— EXERCISE AIM —
Return, exactly and in full, the lines of the records below starting at the one with "let mut infographics = Vec::with_capacity(files.len());" and ending at the one with "for (media, &(x, y))", and no other lines.

Segment Start: DATA SHOWN

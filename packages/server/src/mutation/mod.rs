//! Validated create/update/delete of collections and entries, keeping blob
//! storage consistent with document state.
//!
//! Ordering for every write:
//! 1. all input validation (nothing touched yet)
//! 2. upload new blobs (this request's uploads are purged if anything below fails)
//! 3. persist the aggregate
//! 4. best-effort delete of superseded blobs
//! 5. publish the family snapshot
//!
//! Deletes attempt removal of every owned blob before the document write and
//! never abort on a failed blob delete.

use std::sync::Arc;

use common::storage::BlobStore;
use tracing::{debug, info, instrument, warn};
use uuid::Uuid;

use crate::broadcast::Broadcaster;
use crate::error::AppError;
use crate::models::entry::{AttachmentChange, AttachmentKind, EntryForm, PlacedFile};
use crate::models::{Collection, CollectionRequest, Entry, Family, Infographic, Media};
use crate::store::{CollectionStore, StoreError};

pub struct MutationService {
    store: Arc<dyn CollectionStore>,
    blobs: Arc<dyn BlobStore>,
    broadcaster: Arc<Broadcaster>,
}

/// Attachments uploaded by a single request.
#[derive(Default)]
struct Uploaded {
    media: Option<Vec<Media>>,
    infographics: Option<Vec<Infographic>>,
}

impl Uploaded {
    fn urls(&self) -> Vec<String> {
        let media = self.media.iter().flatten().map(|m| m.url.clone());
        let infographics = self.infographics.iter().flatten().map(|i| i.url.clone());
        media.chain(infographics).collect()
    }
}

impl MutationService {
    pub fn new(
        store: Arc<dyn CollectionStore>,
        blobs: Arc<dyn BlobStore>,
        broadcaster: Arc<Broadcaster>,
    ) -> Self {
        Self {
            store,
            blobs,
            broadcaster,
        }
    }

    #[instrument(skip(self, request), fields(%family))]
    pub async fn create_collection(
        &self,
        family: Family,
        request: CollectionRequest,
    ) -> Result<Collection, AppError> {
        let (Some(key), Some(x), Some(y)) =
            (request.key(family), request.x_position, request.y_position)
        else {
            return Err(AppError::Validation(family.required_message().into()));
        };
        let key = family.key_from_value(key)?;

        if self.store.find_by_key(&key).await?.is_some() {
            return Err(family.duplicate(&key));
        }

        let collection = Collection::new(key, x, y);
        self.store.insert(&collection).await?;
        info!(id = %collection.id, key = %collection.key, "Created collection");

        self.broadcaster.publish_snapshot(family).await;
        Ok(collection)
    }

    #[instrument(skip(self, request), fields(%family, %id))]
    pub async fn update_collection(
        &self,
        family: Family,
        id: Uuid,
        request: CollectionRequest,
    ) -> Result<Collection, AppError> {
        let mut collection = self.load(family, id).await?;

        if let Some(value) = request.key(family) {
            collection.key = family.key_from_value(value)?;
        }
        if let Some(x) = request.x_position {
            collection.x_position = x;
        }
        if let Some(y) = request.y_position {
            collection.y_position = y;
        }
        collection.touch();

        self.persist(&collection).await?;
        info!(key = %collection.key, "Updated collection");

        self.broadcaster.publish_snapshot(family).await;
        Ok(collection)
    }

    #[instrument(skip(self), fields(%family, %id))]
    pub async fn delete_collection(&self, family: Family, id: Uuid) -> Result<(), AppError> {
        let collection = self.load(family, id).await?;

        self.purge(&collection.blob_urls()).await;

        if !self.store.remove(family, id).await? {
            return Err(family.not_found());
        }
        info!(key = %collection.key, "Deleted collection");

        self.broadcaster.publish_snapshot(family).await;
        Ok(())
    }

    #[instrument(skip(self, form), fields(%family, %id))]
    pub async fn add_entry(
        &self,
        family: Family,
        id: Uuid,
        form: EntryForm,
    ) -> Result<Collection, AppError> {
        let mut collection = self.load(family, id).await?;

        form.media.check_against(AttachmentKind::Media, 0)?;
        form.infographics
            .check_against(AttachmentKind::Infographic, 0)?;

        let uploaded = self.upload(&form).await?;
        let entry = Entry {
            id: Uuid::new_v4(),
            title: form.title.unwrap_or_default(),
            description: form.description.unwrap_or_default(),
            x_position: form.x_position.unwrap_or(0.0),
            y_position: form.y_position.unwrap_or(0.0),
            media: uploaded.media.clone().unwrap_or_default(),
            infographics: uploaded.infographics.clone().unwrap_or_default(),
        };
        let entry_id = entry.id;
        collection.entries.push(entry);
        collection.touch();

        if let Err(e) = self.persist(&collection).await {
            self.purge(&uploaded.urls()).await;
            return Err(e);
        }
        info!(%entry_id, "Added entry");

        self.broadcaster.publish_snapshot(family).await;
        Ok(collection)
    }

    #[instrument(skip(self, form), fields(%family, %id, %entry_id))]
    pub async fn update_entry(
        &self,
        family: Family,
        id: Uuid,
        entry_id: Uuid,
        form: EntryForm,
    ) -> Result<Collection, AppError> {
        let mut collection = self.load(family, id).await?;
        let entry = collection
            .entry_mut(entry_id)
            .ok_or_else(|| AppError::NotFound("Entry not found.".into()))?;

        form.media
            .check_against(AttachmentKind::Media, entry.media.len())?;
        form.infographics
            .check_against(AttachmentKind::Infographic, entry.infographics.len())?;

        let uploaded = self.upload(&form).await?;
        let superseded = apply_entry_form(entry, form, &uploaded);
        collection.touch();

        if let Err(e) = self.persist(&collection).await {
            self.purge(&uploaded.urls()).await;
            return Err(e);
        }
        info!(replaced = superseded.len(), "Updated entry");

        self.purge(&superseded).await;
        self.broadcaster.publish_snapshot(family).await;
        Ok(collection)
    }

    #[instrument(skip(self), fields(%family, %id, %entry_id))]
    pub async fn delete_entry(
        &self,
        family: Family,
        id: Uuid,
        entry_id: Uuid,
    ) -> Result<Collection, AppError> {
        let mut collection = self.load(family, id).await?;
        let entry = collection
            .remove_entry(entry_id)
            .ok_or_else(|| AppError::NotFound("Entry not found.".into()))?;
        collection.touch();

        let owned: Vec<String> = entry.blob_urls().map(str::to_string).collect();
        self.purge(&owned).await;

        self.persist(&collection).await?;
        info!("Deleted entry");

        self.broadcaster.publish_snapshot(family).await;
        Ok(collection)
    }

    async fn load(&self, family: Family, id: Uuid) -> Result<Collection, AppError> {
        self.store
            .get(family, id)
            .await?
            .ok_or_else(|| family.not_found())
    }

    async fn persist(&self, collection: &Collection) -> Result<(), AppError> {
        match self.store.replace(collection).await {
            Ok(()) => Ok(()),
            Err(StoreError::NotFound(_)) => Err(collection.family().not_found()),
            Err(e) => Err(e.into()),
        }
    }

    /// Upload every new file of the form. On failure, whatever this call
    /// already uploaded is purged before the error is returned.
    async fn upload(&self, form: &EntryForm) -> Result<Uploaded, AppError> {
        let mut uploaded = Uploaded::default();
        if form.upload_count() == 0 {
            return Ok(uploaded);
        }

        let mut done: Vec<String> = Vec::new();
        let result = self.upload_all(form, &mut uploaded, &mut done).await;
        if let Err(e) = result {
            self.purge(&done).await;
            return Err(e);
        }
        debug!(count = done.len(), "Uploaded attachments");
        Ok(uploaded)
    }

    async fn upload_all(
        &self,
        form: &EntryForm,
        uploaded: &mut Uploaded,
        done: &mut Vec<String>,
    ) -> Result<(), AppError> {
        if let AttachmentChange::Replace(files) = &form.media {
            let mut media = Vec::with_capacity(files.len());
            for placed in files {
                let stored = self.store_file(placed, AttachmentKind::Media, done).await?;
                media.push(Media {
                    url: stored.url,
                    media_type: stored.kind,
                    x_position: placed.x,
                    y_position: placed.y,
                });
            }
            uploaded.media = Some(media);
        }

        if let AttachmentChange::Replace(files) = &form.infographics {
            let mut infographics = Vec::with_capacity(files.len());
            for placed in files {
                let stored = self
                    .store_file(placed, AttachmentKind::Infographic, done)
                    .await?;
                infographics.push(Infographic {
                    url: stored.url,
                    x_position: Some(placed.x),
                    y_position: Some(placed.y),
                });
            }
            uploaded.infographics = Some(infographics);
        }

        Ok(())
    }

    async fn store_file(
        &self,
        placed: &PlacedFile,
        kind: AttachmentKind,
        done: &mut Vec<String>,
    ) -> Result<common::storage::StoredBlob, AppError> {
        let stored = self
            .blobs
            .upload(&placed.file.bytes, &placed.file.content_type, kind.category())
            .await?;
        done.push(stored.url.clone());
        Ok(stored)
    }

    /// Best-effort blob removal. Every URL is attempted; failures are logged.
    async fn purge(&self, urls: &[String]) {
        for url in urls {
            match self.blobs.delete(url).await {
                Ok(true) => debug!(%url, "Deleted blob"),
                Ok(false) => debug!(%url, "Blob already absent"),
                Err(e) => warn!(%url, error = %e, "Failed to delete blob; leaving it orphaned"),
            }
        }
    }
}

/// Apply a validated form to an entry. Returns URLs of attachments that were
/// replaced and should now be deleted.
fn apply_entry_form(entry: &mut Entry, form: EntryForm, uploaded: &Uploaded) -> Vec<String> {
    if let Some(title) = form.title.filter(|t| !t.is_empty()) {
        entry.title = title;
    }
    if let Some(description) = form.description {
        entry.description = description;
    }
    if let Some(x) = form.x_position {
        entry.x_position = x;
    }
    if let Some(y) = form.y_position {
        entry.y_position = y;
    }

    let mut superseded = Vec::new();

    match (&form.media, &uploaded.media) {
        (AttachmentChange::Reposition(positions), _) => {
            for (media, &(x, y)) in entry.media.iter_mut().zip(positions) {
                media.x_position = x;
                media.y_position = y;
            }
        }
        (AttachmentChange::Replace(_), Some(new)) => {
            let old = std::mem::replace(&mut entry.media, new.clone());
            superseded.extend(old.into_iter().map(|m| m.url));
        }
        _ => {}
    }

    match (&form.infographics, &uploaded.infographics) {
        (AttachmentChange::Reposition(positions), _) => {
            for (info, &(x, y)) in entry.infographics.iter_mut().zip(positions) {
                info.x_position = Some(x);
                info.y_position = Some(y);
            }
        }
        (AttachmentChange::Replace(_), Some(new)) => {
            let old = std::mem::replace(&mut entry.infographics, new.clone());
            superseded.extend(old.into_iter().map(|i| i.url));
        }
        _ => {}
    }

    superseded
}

Segment End: DATA SHOWN
Segment Start: DATA SHOWN

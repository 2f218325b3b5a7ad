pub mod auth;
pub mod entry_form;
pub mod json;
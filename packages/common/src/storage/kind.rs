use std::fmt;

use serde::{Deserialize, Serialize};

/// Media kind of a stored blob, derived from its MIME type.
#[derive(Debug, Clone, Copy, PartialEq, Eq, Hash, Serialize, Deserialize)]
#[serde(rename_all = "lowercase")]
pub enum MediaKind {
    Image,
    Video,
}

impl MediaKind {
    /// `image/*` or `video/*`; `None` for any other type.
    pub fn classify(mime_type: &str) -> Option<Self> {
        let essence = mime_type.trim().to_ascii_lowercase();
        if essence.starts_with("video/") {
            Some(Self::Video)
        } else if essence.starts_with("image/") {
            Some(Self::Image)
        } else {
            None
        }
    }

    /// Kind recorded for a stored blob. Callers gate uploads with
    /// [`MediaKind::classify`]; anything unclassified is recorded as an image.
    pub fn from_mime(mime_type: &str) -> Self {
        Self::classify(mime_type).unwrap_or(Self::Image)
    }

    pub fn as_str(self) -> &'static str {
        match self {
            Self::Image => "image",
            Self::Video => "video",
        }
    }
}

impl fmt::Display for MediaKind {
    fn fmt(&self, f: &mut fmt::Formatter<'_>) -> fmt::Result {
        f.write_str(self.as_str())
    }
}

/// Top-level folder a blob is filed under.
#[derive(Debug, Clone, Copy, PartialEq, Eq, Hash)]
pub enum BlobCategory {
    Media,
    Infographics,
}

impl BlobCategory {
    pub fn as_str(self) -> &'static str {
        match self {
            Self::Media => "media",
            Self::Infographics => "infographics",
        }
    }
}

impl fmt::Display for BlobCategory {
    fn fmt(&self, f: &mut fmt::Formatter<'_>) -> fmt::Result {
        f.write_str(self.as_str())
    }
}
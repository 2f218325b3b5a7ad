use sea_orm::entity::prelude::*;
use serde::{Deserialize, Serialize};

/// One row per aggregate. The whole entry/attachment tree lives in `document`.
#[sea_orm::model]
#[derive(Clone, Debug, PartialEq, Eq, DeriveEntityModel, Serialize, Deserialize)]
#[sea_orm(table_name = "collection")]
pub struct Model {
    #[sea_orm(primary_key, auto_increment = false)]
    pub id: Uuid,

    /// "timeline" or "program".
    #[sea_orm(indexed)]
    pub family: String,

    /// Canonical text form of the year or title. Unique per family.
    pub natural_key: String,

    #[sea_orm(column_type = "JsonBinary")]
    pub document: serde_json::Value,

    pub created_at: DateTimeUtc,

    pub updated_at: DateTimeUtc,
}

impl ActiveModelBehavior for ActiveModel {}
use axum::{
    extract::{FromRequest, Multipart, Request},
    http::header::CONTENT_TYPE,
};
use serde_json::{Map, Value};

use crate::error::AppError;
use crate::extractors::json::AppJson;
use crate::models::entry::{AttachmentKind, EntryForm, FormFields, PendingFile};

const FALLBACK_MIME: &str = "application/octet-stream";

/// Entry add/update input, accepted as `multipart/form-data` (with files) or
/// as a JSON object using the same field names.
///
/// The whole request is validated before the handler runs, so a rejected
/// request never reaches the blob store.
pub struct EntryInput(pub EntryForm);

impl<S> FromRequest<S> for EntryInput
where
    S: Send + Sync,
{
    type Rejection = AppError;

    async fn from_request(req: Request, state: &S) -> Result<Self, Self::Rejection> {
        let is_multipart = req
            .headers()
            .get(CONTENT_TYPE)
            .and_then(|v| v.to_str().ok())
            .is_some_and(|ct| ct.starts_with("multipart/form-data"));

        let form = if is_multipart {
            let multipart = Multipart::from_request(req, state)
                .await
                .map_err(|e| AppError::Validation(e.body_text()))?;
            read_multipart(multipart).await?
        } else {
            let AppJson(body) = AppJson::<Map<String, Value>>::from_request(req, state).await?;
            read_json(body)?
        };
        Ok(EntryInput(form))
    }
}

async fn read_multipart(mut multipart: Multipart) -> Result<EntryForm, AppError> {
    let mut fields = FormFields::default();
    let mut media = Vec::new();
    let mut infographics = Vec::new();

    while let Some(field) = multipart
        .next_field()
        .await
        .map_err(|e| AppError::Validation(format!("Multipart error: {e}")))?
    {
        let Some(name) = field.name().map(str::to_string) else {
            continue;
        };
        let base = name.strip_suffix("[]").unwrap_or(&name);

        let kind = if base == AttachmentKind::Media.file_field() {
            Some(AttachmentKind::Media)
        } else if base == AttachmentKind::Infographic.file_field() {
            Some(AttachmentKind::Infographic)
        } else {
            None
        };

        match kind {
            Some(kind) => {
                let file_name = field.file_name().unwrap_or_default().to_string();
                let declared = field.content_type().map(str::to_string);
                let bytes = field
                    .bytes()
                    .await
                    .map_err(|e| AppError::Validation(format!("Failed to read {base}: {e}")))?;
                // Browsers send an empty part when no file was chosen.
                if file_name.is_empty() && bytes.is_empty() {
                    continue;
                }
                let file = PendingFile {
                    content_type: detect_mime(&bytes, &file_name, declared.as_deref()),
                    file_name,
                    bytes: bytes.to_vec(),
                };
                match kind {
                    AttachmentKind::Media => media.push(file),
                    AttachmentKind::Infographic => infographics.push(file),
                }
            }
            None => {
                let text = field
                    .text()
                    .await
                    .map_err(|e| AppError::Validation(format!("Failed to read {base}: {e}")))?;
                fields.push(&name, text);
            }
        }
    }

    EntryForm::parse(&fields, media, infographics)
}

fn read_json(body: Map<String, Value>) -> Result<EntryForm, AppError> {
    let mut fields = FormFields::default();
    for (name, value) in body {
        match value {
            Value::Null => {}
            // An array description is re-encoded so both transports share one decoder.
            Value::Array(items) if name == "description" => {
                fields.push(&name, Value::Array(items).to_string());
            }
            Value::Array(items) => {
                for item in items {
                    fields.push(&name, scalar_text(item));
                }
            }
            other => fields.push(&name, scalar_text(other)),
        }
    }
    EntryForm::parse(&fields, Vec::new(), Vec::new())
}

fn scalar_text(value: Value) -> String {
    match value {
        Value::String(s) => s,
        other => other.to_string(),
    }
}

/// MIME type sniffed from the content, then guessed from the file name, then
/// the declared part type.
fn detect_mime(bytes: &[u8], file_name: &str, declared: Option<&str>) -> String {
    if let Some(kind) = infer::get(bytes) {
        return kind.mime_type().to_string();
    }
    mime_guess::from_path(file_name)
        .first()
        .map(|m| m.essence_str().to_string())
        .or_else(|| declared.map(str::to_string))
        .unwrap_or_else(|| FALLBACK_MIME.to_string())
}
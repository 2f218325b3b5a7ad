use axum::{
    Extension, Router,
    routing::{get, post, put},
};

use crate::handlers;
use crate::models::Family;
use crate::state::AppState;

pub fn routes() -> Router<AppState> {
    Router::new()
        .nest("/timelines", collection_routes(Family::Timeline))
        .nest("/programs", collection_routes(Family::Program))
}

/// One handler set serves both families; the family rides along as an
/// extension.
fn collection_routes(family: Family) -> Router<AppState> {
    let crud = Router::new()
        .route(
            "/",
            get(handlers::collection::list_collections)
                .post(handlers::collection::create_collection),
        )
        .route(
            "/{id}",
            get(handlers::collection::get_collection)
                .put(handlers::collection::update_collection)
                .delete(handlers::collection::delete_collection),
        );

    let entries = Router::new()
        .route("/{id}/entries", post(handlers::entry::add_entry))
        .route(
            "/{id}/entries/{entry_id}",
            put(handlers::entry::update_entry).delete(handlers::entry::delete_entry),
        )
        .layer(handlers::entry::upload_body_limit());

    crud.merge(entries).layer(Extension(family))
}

Segment End: DATA SHOWN
Segment Start: DATA SHOWN

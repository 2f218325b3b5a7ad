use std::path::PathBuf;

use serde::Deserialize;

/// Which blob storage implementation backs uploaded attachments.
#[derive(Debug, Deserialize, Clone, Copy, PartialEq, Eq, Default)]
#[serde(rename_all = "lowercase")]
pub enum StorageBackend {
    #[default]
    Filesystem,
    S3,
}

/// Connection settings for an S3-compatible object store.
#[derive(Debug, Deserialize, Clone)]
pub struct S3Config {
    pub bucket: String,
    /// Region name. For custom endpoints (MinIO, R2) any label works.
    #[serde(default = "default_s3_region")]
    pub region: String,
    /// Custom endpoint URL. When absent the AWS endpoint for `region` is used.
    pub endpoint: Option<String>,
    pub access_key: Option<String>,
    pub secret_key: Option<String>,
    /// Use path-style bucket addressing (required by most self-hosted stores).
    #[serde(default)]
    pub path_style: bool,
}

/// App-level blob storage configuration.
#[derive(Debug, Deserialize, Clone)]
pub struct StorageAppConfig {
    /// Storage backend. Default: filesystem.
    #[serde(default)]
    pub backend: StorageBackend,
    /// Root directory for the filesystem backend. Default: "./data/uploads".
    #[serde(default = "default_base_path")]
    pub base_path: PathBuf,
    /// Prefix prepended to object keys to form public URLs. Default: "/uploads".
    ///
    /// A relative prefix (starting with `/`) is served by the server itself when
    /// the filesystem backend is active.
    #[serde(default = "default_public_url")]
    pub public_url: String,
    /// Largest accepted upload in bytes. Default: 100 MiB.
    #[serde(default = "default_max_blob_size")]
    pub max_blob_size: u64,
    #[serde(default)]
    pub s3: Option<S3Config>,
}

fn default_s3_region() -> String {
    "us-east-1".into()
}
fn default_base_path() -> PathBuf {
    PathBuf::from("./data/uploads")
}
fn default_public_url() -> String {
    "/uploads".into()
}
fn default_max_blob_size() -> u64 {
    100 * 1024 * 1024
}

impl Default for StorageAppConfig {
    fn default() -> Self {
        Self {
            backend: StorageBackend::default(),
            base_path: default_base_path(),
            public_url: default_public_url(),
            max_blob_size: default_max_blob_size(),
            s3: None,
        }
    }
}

Segment End: DATA SHOWN

— ANSWER SECTION —
            let mut infographics = Vec::with_capacity(files.len());
            for placed in files {
                let stored = self
                    .store_file(placed, AttachmentKind::Infographic, done)
                    .await?;
                infographics.push(Infographic {
                    url: stored.url,
                    x_position: Some(placed.x),
                    y_position: Some(placed.y),
                });
            }
            uploaded.infographics = Some(infographics);
        }

        Ok(())
    }

    async fn store_file(
        &self,
        placed: &PlacedFile,
        kind: AttachmentKind,
        done: &mut Vec<String>,
    ) -> Result<common::storage::StoredBlob, AppError> {
        let stored = self
            .blobs
            .upload(&placed.file.bytes, &placed.file.content_type, kind.category())
            .await?;
        done.push(stored.url.clone());
        Ok(stored)
    }

    /// Best-effort blob removal. Every URL is attempted; failures are logged.
    async fn purge(&self, urls: &[String]) {
        for url in urls {
            match self.blobs.delete(url).await {
                Ok(true) => debug!(%url, "Deleted blob"),
                Ok(false) => debug!(%url, "Blob already absent"),
                Err(e) => warn!(%url, error = %e, "Failed to delete blob; leaving it orphaned"),
            }
        }
    }
}

/// Apply a validated form to an entry. Returns URLs of attachments that were
/// replaced and should now be deleted.
fn apply_entry_form(entry: &mut Entry, form: EntryForm, uploaded: &Uploaded) -> Vec<String> {
    if let Some(title) = form.title.filter(|t| !t.is_empty()) {
        entry.title = title;
    }
    if let Some(description) = form.description {
        entry.description = description;
    }
    if let Some(x) = form.x_position {
        entry.x_position = x;
    }
    if let Some(y) = form.y_position {
        entry.y_position = y;
    }

    let mut superseded = Vec::new();

    match (&form.media, &uploaded.media) {
        (AttachmentChange::Reposition(positions), _) => {
            for (media, &(x, y)) in entry.media.iter_mut().zip(positions) {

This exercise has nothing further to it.